Critics’ Picks

Tarek Lakhrissi, Out of the Blue, 2019, video, color, sound, 13 minutes.

Tarek Lakhrissi, Out of the Blue, 2019, video, color, sound, 13 minutes.


“The Voices of a Tempest”

Somerset House Studios
Strand WC2R 1LA
December 2, 2022–March 19, 2023

Among the achievements of Une tempête (1969), Aimé Césaire’s transposition of Shakespeare’s late romance onto the imaginative landscape of 1960s anticolonialism, is its sensitivity to how language and translation have the capacity to make and unmake worlds. That sensitivity, and the Martinican’s later writings more generally, provides conceptual scaffolding for a group exhibition in which the construction of elaborate fictions, drawing on the residuum of struggles past, is a strategy both of translation (of one epoch, medium, or cultural milieu to another) and survival. Emphasized are the sardonic rebuttals of the minoritized and dispossessed to the restrictive orthodoxies of their lived environments; the fake blood splattered across the exhibition’s walls and floorboards sets the tone.

Tarek Lakhrissi’s video Out of the Blue, 2019, fashions a sly commentary on the French right’s embrace of grand remplacement mythologies. The city through which our protagonist dazedly wanders becomes the site of an alien invasion, depicted as a queer and immigrant uprising in which CEOs are held hostage and “the explosion of capitalism” gleefully enacted. Both satirical and sincere, oscillating between high camp and moments of startling quietude, the video deftly navigates seemingly incongruous registers to consider, with great nuance and humor, what comes after revolt.

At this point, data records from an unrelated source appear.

//! Store configuration

use std::time::Duration;

/// Default size of a newly created data segment (64KB)
const DEFAULT_INITIAL_CAPACITY: usize = 64 * 1024;

/// Default time to wait for a container lock
const DEFAULT_LOCK_TIMEOUT: Duration = Duration::from_secs(10);

/// Default number of load attempts before reporting contention
const DEFAULT_MAX_ATTEMPTS: u32 = 3;

/// Default cap on the sleep between lock polls
const DEFAULT_LOCK_POLL_INTERVAL: Duration = Duration::from_millis(1);

/// Configuration shared by every handle a store opens
#[derive(Debug, Clone, PartialEq, Eq)]
pub struct StoreConfig {
    /// Size in bytes of the data segment created for a new container
    pub initial_capacity: usize,
    /// How long an operation waits for the container lock
    pub lock_timeout: Duration,
    /// Attempts at loading a consistent generation before giving up
    pub max_attempts: u32,
    /// Longest sleep between two lock polls
    pub lock_poll_interval: Duration,
}

impl Default for StoreConfig {
    fn default() -> Self {
        Self {
            initial_capacity: DEFAULT_INITIAL_CAPACITY,
            lock_timeout: DEFAULT_LOCK_TIMEOUT,
            max_attempts: DEFAULT_MAX_ATTEMPTS,
            lock_poll_interval: DEFAULT_LOCK_POLL_INTERVAL,
        }
    }
}

impl StoreConfig {
    /// Defaults overridden by `REMEMORY_INITIAL_CAPACITY`,
    /// `REMEMORY_LOCK_TIMEOUT_MS` and `REMEMORY_MAX_ATTEMPTS`
    ///
    /// Unset, unparsable or out-of-range variables keep their default.
    pub fn from_env() -> Self {
        let mut config = Self::default();

        if let Some(capacity) = env_number("REMEMORY_INITIAL_CAPACITY") {
            match usize::try_from(capacity) {
                Ok(capacity) => config.initial_capacity = capacity,
                Err(_) => tracing::warn!(capacity, "REMEMORY_INITIAL_CAPACITY out of range, ignored"),
            }
        }
        if let Some(ms) = env_number("REMEMORY_LOCK_TIMEOUT_MS") {
            config.lock_timeout = Duration::from_millis(ms);
        }
        if let Some(attempts) = env_number("REMEMORY_MAX_ATTEMPTS") {
            match u32::try_from(attempts) {
                Ok(attempts) => config.max_attempts = attempts.max(1),
                Err(_) => tracing::warn!(attempts, "REMEMORY_MAX_ATTEMPTS out of range, ignored"),
            }
        }

        config
    }

    /// Set the initial data segment size
    pub fn with_initial_capacity(mut self, capacity: usize) -> Self {
        self.initial_capacity = capacity;
        self
    }

    /// Set the lock timeout
    pub fn with_lock_timeout(mut self, timeout: Duration) -> Self {
        self.lock_timeout = timeout;
        self
    }

    /// Set the number of load attempts
    pub fn with_max_attempts(mut self, attempts: u32) -> Self {
        self.max_attempts = attempts.max(1);
        self
    }

    /// Set the maximum sleep between lock polls
    pub fn with_lock_poll_interval(mut self, interval: Duration) -> Self {
        self.lock_poll_interval = interval;
        self
    }
}

fn env_number(key: &str) -> Option<u64> {
    let raw = std::env::var_os(key)?;
    match raw.to_str().and_then(|s| s.trim().parse().ok()) {
        Some(value) => Some(value),
        None => {
            tracing::warn!(key, "ignoring unparsable environment override");
            None
        }
    }
}
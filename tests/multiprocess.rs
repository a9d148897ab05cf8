//! Containers shared between genuinely separate processes
//!
//! Each test re-runs this test binary with `child_entry` selected and a role
//! in the environment, so the children are independent OS processes that
//! only meet through the container name.

use rememory::{ContainerStore, SharedCell, SharedList, SharedMap, StoreConfig, Value};
use std::process::{Child, Command};
use std::time::Duration;

const ROLE_ENV: &str = "REMEMORY_TEST_ROLE";
const NAME_ENV: &str = "REMEMORY_TEST_NAME";
const ARG_ENV: &str = "REMEMORY_TEST_ARG";

fn store() -> ContainerStore {
    ContainerStore::new(
        StoreConfig::default()
            .with_initial_capacity(64)
            .with_lock_timeout(Duration::from_secs(60)),
    )
}

fn unique(tag: &str) -> String {
    format!("mptest_{}_{}", tag, std::process::id())
}

fn spawn(role: &str, name: &str, arg: usize) -> Child {
    Command::new(std::env::current_exe().unwrap())
        .args(["child_entry", "--exact", "--nocapture", "--test-threads=1"])
        .env(ROLE_ENV, role)
        .env(NAME_ENV, name)
        .env(ARG_ENV, arg.to_string())
        .spawn()
        .unwrap()
}

fn wait_all(children: Vec<Child>) {
    for mut child in children {
        let status = child.wait().unwrap();
        assert!(status.success(), "child process failed: {}", status);
    }
}

/// Entry point for child processes; a no-op in the parent run
#[test]
fn child_entry() {
    let Ok(role) = std::env::var(ROLE_ENV) else {
        return;
    };
    let name = std::env::var(NAME_ENV).unwrap();
    let arg: usize = std::env::var(ARG_ENV).unwrap().parse().unwrap();
    let store = store();

    match role.as_str() {
        "map_set" => {
            let map: SharedMap<String, i64> = SharedMap::open(&store, &name).unwrap();
            map.insert("x".into(), 1).unwrap();
        }
        "map_get" => {
            let map: SharedMap<String, i64> = SharedMap::open(&store, &name).unwrap();
            assert_eq!(map.get("x".into()).unwrap(), 1);
        }
        "increment" => {
            let counter = SharedCell::open(&store, &name, 0i32).unwrap();
            for _ in 0..arg {
                counter.increment(1).unwrap();
            }
        }
        "append" => {
            let list: SharedList<String> = SharedList::open(&store, &name).unwrap();
            let pid = std::process::id();
            for i in 0..arg {
                list.push(format!("{}:{}", pid, i)).unwrap();
            }
        }
        "overwrite" => {
            let handle = store
                .open(&name, rememory::ContainerKind::Sequence.default_value())
                .unwrap();
            let marker = Value::Int(arg as i64);
            for round in 0..100 {
                handle
                    .modify(|v| {
                        let seq = v.as_sequence_mut()?;
                        seq.clear();
                        seq.extend(std::iter::repeat(marker.clone()).take(200 + round));
                        Ok(())
                    })
                    .unwrap();
                let snapshot = handle.snapshot().unwrap().into_elements().unwrap();
                let first = snapshot.first().cloned();
                assert!(snapshot.iter().all(|v| Some(v) == first.as_ref()));
            }
        }
        other => panic!("unknown role {}", other),
    }
}

#[test]
fn test_map_write_then_read_in_other_processes() {
    let store = store();
    let name = unique("d1");
    let map: SharedMap<String, i64> = SharedMap::open(&store, &name).unwrap();

    wait_all(vec![spawn("map_set", &name, 0)]);
    wait_all(vec![spawn("map_get", &name, 0)]);
    assert_eq!(map.get("x".into()).unwrap(), 1);

    map.destroy().unwrap();
}

#[test]
fn test_no_lost_updates_across_processes() {
    let store = store();
    let name = unique("counter");
    let counter = SharedCell::open(&store, &name, 0i32).unwrap();

    let children = (0..10).map(|_| spawn("increment", &name, 1000)).collect();
    wait_all(children);

    assert_eq!(counter.get().unwrap(), 10_000);
    counter.destroy().unwrap();
}

#[test]
fn test_concurrent_appends_grow_without_loss() {
    let store = store();
    let name = unique("appends");
    let list: SharedList<String> = SharedList::open(&store, &name).unwrap();
    let start_generation = list.handle().info().generation;

    let children = (0..4).map(|_| spawn("append", &name, 250)).collect();
    wait_all(children);

    let items = list.to_vec().unwrap();
    assert_eq!(items.len(), 1000);
    assert!(list.handle().info().generation > start_generation);

    // Each writer's elements appear in its own order
    let mut next: std::collections::HashMap<&str, usize> = Default::default();
    for item in &items {
        let (pid, seq) = item.split_once(':').unwrap();
        let expected = next.entry(pid).or_insert(0);
        assert_eq!(seq.parse::<usize>().unwrap(), *expected);
        *expected += 1;
    }
    assert_eq!(next.len(), 4);
    assert!(next.values().all(|&n| n == 250));

    list.destroy().unwrap();
}

#[test]
fn test_conflicting_writers_never_tear() {
    let store = store();
    let name = unique("overwrite");
    let handle = store
        .open(&name, rememory::ContainerKind::Sequence.default_value())
        .unwrap();

    let children = vec![spawn("overwrite", &name, 1), spawn("overwrite", &name, 2)];
    wait_all(children);

    let final_state = handle.snapshot().unwrap().into_elements().unwrap();
    let first = final_state[0].clone();
    assert!(first == Value::Int(1) || first == Value::Int(2));
    assert!(final_state.iter().all(|v| *v == first));
    assert_eq!(final_state.len(), 299);

    handle.destroy().unwrap();
}
use criterion::{black_box, criterion_group, criterion_main, BenchmarkId, Criterion, Throughput};
use rememory::{ContainerStore, SharedCell, SharedList, SharedMap, StoreConfig};

fn bench_name(tag: &str) -> String {
    format!("bench_{}_{}", tag, std::process::id())
}

fn benchmark_cell_increment(c: &mut Criterion) {
    let store = ContainerStore::default();
    let counter = SharedCell::open(&store, &bench_name("counter"), 0u64).unwrap();

    c.bench_function("cell_increment", |b| {
        b.iter(|| counter.increment(black_box(1)).unwrap());
    });

    counter.destroy().unwrap();
}

fn benchmark_map_insert_get(c: &mut Criterion) {
    let mut group = c.benchmark_group("Map");

    for entries in [16usize, 256, 4096].iter() {
        let store = ContainerStore::default();
        let map: SharedMap<i64, i64> =
            SharedMap::open_with(&store, &bench_name("map"), (0..*entries as i64).map(|i| (i, i)))
                .unwrap();

        group.bench_with_input(BenchmarkId::new("insert", entries), entries, |b, _| {
            b.iter(|| map.insert(black_box(1), black_box(2)).unwrap());
        });
        group.bench_with_input(BenchmarkId::new("get", entries), entries, |b, _| {
            b.iter(|| map.get(black_box(1)).unwrap());
        });

        map.destroy().unwrap();
    }

    group.finish();
}

fn benchmark_append_with_growth(c: &mut Criterion) {
    let mut group = c.benchmark_group("Sequence");
    let count = 512i64;
    group.throughput(Throughput::Elements(count as u64));

    group.bench_function("append_from_minimum_capacity", |b| {
        let store = ContainerStore::new(StoreConfig::default().with_initial_capacity(64));
        b.iter(|| {
            let list: SharedList<i64> = SharedList::open(&store, &bench_name("append")).unwrap();
            for i in 0..count {
                list.push(i).unwrap();
            }
            list.destroy().unwrap();
        });
    });

    group.finish();
}

fn benchmark_snapshot(c: &mut Criterion) {
    let mut group = c.benchmark_group("Snapshot");

    for len in [100i64, 10_000].iter() {
        let store = ContainerStore::default();
        let list: SharedList<i64> =
            SharedList::open_with(&store, &bench_name("snapshot"), 0..*len).unwrap();

        group.throughput(Throughput::Elements(*len as u64));
        group.bench_with_input(BenchmarkId::new("to_vec", len), len, |b, _| {
            b.iter(|| black_box(list.to_vec().unwrap()));
        });

        list.destroy().unwrap();
    }

    group.finish();
}

criterion_group!(
    benches,
    benchmark_cell_increment,
    benchmark_map_insert_get,
    benchmark_append_with_growth,
    benchmark_snapshot
);
criterion_main!(benches);
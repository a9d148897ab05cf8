//! Rememory - cross-process shared containers
//!
//! Independent processes share maps, lists, sets and scalar cells through
//! named POSIX shared memory. Any process that opens the same name attaches
//! to the same data.
//!
//! # Architecture
//!
//! - **NamedLock**: `flock` on a named shared memory object, one per container
//! - **SharedSegment**: control block plus a data object that is replaced by
//!   a larger generation when it fills up
//! - **Envelope**: fixed header (magic, version, generation, length) in front
//!   of a `bincode` payload
//! - **ContainerStore / Handle**: lock, load, apply, grow, write, unlock
//!
//! # Example
//!
//! ```no_run
//! use rememory::{ContainerStore, SharedCell, SharedMap};
//!
//! let store = ContainerStore::default();
//! let jobs: SharedMap<String, i64> = SharedMap::open(&store, "jobs")?;
//! jobs.insert("build".into(), 3)?;
//!
//! let counter = SharedCell::open(&store, "visits", 0u64)?;
//! counter.increment(1)?;
//! # Ok::<(), rememory::RememoryError>(())
//! ```
//!
//! # Consistency
//!
//! Every call is one critical section over the whole container. Iteration
//! works on a snapshot taken in one critical section and is not re-validated
//! afterwards.

pub mod config;
pub mod container;
pub mod containers;
pub mod envelope;
pub mod error;
pub mod lock;
pub mod naming;
pub mod segment;
pub mod shm;
pub mod store;
pub mod value;

pub use config::StoreConfig;
pub use container::{CellValue, ContainerKind, ContainerValue, Scalar, ScalarKind};
pub use containers::{SharedCell, SharedList, SharedMap, SharedSet};
pub use error::{RememoryError, Result};
pub use lock::NamedLock;
pub use segment::SharedSegment;
pub use store::{ContainerStore, Handle};
pub use value::{Bytes, Element, Record, Value};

Culture-war stand-offs and genre tropes recur in Babeworld x utopian_realism’s video installation Derby Day, 2022, which parodies the coded cruelty of contemporary liberalism, particularly as pertains to the hypocrisies of the UK’s arts sector. The narrator, seeking funding for “a horror film, basically, about race and ‘struggling,’” gradually blurs the lines between performance and reality—and brutalities fantasized and actualized. (Bloodstained football jerseys on the wall provide a kind of spoiler alert.) Her refusal to succumb to the logic of those invested in her dehumanization recalls a line uttered by Césaire’s revolutionary Caliban to the white slaver Prospero in Une tempête’s final scene: “You know very well that I’m not interested in peace; I’m interested in being free!”